Instructions for the task: The answer is one number. Say how many lines in the entries below include the word "acquire".

Recorded data below:

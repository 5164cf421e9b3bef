//! Settlement planning.
//!
//! Pure computation of a settlement's effects: given the rows as they were
//! read inside the unit of work, validate every precondition and return the
//! rows to write. Nothing is partially applied; on error the caller writes
//! nothing.

use crate::error::{EngineError, EngineResult};
use bourse_domain::{
    Investment, Order, OrderSide, Portfolio, Price, Quantity, Trade, User, MONEY_SCALE,
};
use chrono::Utc;
use rust_decimal::Decimal;

/// One side of a settlement: the order, its portfolio and the portfolio owner.
#[derive(Debug, Clone)]
pub struct Participant {
    pub order: Order,
    pub user: User,
    pub portfolio: Portfolio,
}

impl Participant {
    fn validate(&self, investment: &Investment) -> EngineResult<()> {
        if !self.order.is_active() {
            return Err(EngineError::OrderNotActive {
                order_id: self.order.id,
                status: self.order.status,
            });
        }
        if self.order.portfolio_id != self.portfolio.id {
            return Err(EngineError::invalid(format!(
                "order {} does not belong to portfolio {}",
                self.order.id, self.portfolio.id
            )));
        }
        if self.portfolio.owner_id != self.user.id {
            return Err(EngineError::invalid(format!(
                "portfolio {} is not owned by user {}",
                self.portfolio.id, self.user.id
            )));
        }
        if self.order.investment_id != investment.id || self.portfolio.investment_id != investment.id
        {
            return Err(EngineError::invalid(format!(
                "order {} is not for investment {}",
                self.order.id, investment.id
            )));
        }
        Ok(())
    }

    /// Buyer side: debit money, add units and cost.
    fn acquire(&mut self, units: u64, amount: Decimal) -> EngineResult<()> {
        if self.user.balance < amount {
            return Err(EngineError::InsufficientFunds {
                user_id: self.user.id,
                required: amount,
                available: self.user.balance,
            });
        }
        let cost_basis = self
            .portfolio
            .cost_basis
            .checked_add(amount)
            .ok_or_else(|| EngineError::invalid("cost basis overflow"))?;
        self.portfolio.held_quantity = self
            .portfolio
            .held_quantity
            .checked_add(units)
            .ok_or_else(|| EngineError::invalid("holding overflow"))?;
        self.user.balance -= amount;
        self.portfolio.cost_basis = cost_basis;
        Ok(())
    }

    /// Seller side: consume reserved units, release average cost, credit money.
    fn dispose(&mut self, units: u64, amount: Decimal) -> EngineResult<()> {
        if self.portfolio.reserved_quantity < units {
            return Err(EngineError::InsufficientHolding {
                portfolio_id: self.portfolio.id,
                required: units,
                available: self.portfolio.reserved_quantity,
            });
        }
        let balance = self
            .user
            .balance
            .checked_add(amount)
            .ok_or_else(|| EngineError::invalid("balance overflow"))?;
        let position = self.portfolio.total_quantity();
        let cost_basis = self.portfolio.cost_basis;
        let released_cost = if units == position {
            cost_basis
        } else {
            let (units, position) = (Decimal::from(units), Decimal::from(position));
            // units < position, so the ratio form cannot overflow
            cost_basis
                .checked_mul(units)
                .and_then(|scaled| scaled.checked_div(position))
                .unwrap_or_else(|| cost_basis * (units / position))
                .round_dp(MONEY_SCALE)
        };

        self.portfolio.reserved_quantity -= units;
        self.portfolio.cost_basis = (cost_basis - released_cost).max(Decimal::ZERO);
        self.user.balance = balance;
        Ok(())
    }

    fn finish(&mut self) -> EngineResult<()> {
        let now = Utc::now();
        self.order.complete()?;
        self.user.updated_at = now;
        self.portfolio.updated_at = now;
        Ok(())
    }
}

fn notional(price: Price, quantity: Quantity) -> EngineResult<Decimal> {
    price.notional(quantity).ok_or_else(|| {
        EngineError::invalid(format!(
            "notional of {} units at {} overflows",
            quantity,
            price.as_decimal()
        ))
    })
}

/// Rows to write for one settlement.
#[derive(Debug, Clone)]
pub struct SettlementPlan {
    pub trade: Trade,
    /// Completed orders, one per participant
    pub orders: Vec<Order>,
    pub users: Vec<User>,
    pub portfolios: Vec<Portfolio>,
    /// Present when exchange inventory changed
    pub investment: Option<Investment>,
}

/// Settle one order against the exchange inventory at the reference price.
///
/// Buys take units out of inventory, sells liquidate units into it.
pub fn settle_against_inventory(
    mut participant: Participant,
    mut investment: Investment,
) -> EngineResult<SettlementPlan> {
    participant.validate(&investment)?;

    let quantity = participant.order.quantity;
    let units = quantity.get();
    let price = investment.reference_price;
    let amount = notional(price, quantity)?;

    match participant.order.side {
        OrderSide::Buy => {
            if investment.available_quantity < units {
                return Err(EngineError::InsufficientInventory {
                    investment_id: investment.id,
                    required: units,
                    available: investment.available_quantity,
                });
            }
            participant.acquire(units, amount)?;
            investment.available_quantity -= units;
        },
        OrderSide::Sell => {
            participant.dispose(units, amount)?;
            investment.available_quantity = investment
                .available_quantity
                .checked_add(units)
                .ok_or_else(|| EngineError::invalid("inventory overflow"))?;
        },
    }

    participant.finish()?;
    investment.updated_at = Utc::now();

    let trade = Trade::with_exchange(
        investment.id,
        participant.order.id,
        participant.portfolio.id,
        participant.order.side,
        quantity,
        price,
    );

    Ok(SettlementPlan {
        trade,
        orders: vec![participant.order],
        users: vec![participant.user],
        portfolios: vec![participant.portfolio],
        investment: Some(investment),
    })
}

/// Settle two complementary orders against each other at the reference price.
pub fn settle_between(
    subject: Participant,
    counter: Participant,
    investment: &Investment,
) -> EngineResult<SettlementPlan> {
    subject.validate(investment)?;
    counter.validate(investment)?;

    let (mut buyer, mut seller) = match (subject.order.side, counter.order.side) {
        (OrderSide::Buy, OrderSide::Sell) => (subject, counter),
        (OrderSide::Sell, OrderSide::Buy) => (counter, subject),
        _ => return Err(EngineError::invalid("matched orders must be on opposite sides")),
    };
    if buyer.order.quantity != seller.order.quantity {
        return Err(EngineError::invalid(format!(
            "quantity mismatch: buy {} vs sell {}",
            buyer.order.quantity, seller.order.quantity
        )));
    }
    if buyer.portfolio.id == seller.portfolio.id || buyer.user.id == seller.user.id {
        return Err(EngineError::invalid("seller and buyer must be different"));
    }

    let quantity = buyer.order.quantity;
    let units = quantity.get();
    let price = investment.reference_price;
    let amount = notional(price, quantity)?;

    buyer.acquire(units, amount)?;
    seller.dispose(units, amount)?;
    buyer.finish()?;
    seller.finish()?;

    let trade = Trade::between(investment.id, &buyer.order, &seller.order, quantity, price)?;

    Ok(SettlementPlan {
        trade,
        orders: vec![buyer.order, seller.order],
        users: vec![buyer.user, seller.user],
        portfolios: vec![buyer.portfolio, seller.portfolio],
        investment: None,
    })
}

#[cfg(test)]
mod tests {
    use super::*;
    use bourse_domain::{
        ActivationCondition, InvestmentKind, OrderStatus, Price, Quantity, TradeParties,
    };
    use rust_decimal_macros::dec;

    fn investment(price: Decimal, available: u64) -> Investment {
        Investment::new("ACME", InvestmentKind::Stock, Price::new(price).unwrap(), available)
    }

    fn participant(
        investment: &Investment,
        balance: Decimal,
        held: u64,
        reserved: u64,
        side: OrderSide,
        quantity: u64,
    ) -> Participant {
        let user = User::new("owner@example.com", balance).unwrap();
        let mut portfolio = Portfolio::new(user.id, investment.id);
        portfolio.held_quantity = held;
        portfolio.reserved_quantity = reserved;
        let order = Order::new_market(&portfolio, side, Quantity::new(quantity).unwrap());
        Participant { order, user, portfolio }
    }

    #[test]
    fn test_inventory_buy() {
        let investment = investment(dec!(100), 10);
        let buyer = participant(&investment, dec!(1000), 0, 0, OrderSide::Buy, 5);

        let plan = settle_against_inventory(buyer, investment).unwrap();

        assert_eq!(plan.users[0].balance, dec!(500));
        assert_eq!(plan.portfolios[0].held_quantity, 5);
        assert_eq!(plan.portfolios[0].cost_basis, dec!(500));
        assert_eq!(plan.investment.as_ref().unwrap().available_quantity, 5);
        assert_eq!(plan.orders[0].status, OrderStatus::Completed);
        assert_eq!(plan.trade.quantity.get(), 5);
        assert_eq!(plan.trade.settled_price.as_decimal(), dec!(100));
    }

    #[test]
    fn test_inventory_buy_insufficient_funds() {
        let investment = investment(dec!(100), 10);
        let buyer = participant(&investment, dec!(50), 0, 0, OrderSide::Buy, 5);

        let err = settle_against_inventory(buyer, investment).unwrap_err();
        assert!(matches!(err, EngineError::InsufficientFunds { .. }));
    }

    #[test]
    fn test_overflowing_notional_rejected() {
        let investment = investment(dec!(100_000_000_000), 9_000_000_000_000_000_000);
        let buyer =
            participant(&investment, dec!(1000), 0, 0, OrderSide::Buy, 9_000_000_000_000_000_000);

        let err = settle_against_inventory(buyer, investment).unwrap_err();
        assert!(matches!(err, EngineError::InvalidOrderData(_)));
    }

    #[test]
    fn test_seller_balance_overflow_rejected() {
        let investment = investment(dec!(2), 0);
        let seller = participant(&investment, Decimal::MAX, 0, 1, OrderSide::Sell, 1);

        let err = settle_against_inventory(seller, investment).unwrap_err();
        assert!(matches!(err, EngineError::InvalidOrderData(_)));
    }

    #[test]
    fn test_inventory_buy_insufficient_inventory() {
        let investment = investment(dec!(1), 2);
        let buyer = participant(&investment, dec!(1000), 0, 0, OrderSide::Buy, 5);

        let err = settle_against_inventory(buyer, investment).unwrap_err();
        assert!(matches!(err, EngineError::InsufficientInventory { required: 5, available: 2, .. }));
    }

    #[test]
    fn test_inventory_sell_liquidates() {
        let investment = investment(dec!(25), 0);
        let mut seller = participant(&investment, dec!(0), 0, 3, OrderSide::Sell, 3);
        seller.portfolio.cost_basis = dec!(60);

        let plan = settle_against_inventory(seller, investment).unwrap();

        assert_eq!(plan.users[0].balance, dec!(75));
        assert_eq!(plan.portfolios[0].reserved_quantity, 0);
        assert_eq!(plan.portfolios[0].cost_basis, dec!(0));
        assert_eq!(plan.investment.as_ref().unwrap().available_quantity, 3);
        assert!(matches!(
            plan.trade.parties,
            TradeParties::Exchange { side: OrderSide::Sell, .. }
        ));
    }

    #[test]
    fn test_sell_releases_average_cost() {
        let investment = investment(dec!(10), 0);
        let mut seller = participant(&investment, dec!(0), 6, 2, OrderSide::Sell, 2);
        seller.portfolio.cost_basis = dec!(80);

        let plan = settle_against_inventory(seller, investment).unwrap();

        assert_eq!(plan.portfolios[0].cost_basis, dec!(60));
        assert_eq!(plan.portfolios[0].held_quantity, 6);
    }

    #[test]
    fn test_sell_without_reservation_rejected() {
        let investment = investment(dec!(10), 0);
        let seller = participant(&investment, dec!(0), 5, 0, OrderSide::Sell, 2);

        let err = settle_against_inventory(seller, investment).unwrap_err();
        assert!(matches!(err, EngineError::InsufficientHolding { .. }));
    }

    #[test]
    fn test_completed_order_rejected() {
        let investment = investment(dec!(10), 10);
        let mut buyer = participant(&investment, dec!(100), 0, 0, OrderSide::Buy, 1);
        buyer.order.complete().unwrap();

        let err = settle_against_inventory(buyer, investment).unwrap_err();
        assert!(matches!(err, EngineError::OrderNotActive { .. }));
    }

    #[test]
    fn test_peer_settlement_conserves_money_and_units() {
        let investment = investment(dec!(50), 0);
        let buyer = participant(&investment, dec!(500), 0, 0, OrderSide::Buy, 4);
        let seller = participant(&investment, dec!(10), 0, 4, OrderSide::Sell, 4);
        let money_before = buyer.user.balance + seller.user.balance;

        let plan = settle_between(seller, buyer, &investment).unwrap();

        let (buyer_user, seller_user) = (&plan.users[0], &plan.users[1]);
        assert_eq!(buyer_user.balance, dec!(300));
        assert_eq!(seller_user.balance, dec!(210));
        assert_eq!(buyer_user.balance + seller_user.balance, money_before);
        assert_eq!(plan.portfolios[0].held_quantity, 4);
        assert_eq!(plan.portfolios[1].reserved_quantity, 0);
        assert!(plan.investment.is_none());
        assert!(plan.orders.iter().all(|o| o.status == OrderStatus::Completed));
        assert!(matches!(plan.trade.parties, TradeParties::Peer { .. }));
    }

    #[test]
    fn test_peer_settlement_rejects_same_side() {
        let investment = investment(dec!(50), 0);
        let a = participant(&investment, dec!(500), 0, 0, OrderSide::Buy, 1);
        let b = participant(&investment, dec!(500), 0, 0, OrderSide::Buy, 1);

        assert!(matches!(
            settle_between(a, b, &investment),
            Err(EngineError::InvalidOrderData(_))
        ));
    }

    #[test]
    fn test_peer_settlement_rejects_investment_mismatch() {
        let investment = investment(dec!(50), 0);
        let other = Investment::new(
            "OTHER",
            InvestmentKind::Cryptocurrency,
            Price::new(dec!(50)).unwrap(),
            0,
        );
        let buyer = participant(&investment, dec!(500), 0, 0, OrderSide::Buy, 1);
        let mut seller = participant(&other, dec!(0), 0, 1, OrderSide::Sell, 1);
        seller.order.kind = bourse_domain::OrderKind::Limit {
            limit_price: Price::new(dec!(50)).unwrap(),
            condition: ActivationCondition::GreaterOrEqual,
        };

        assert!(matches!(
            settle_between(buyer, seller, &investment),
            Err(EngineError::InvalidOrderData(_))
        ));
    }
}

End of Recorded data.

Answer area: 3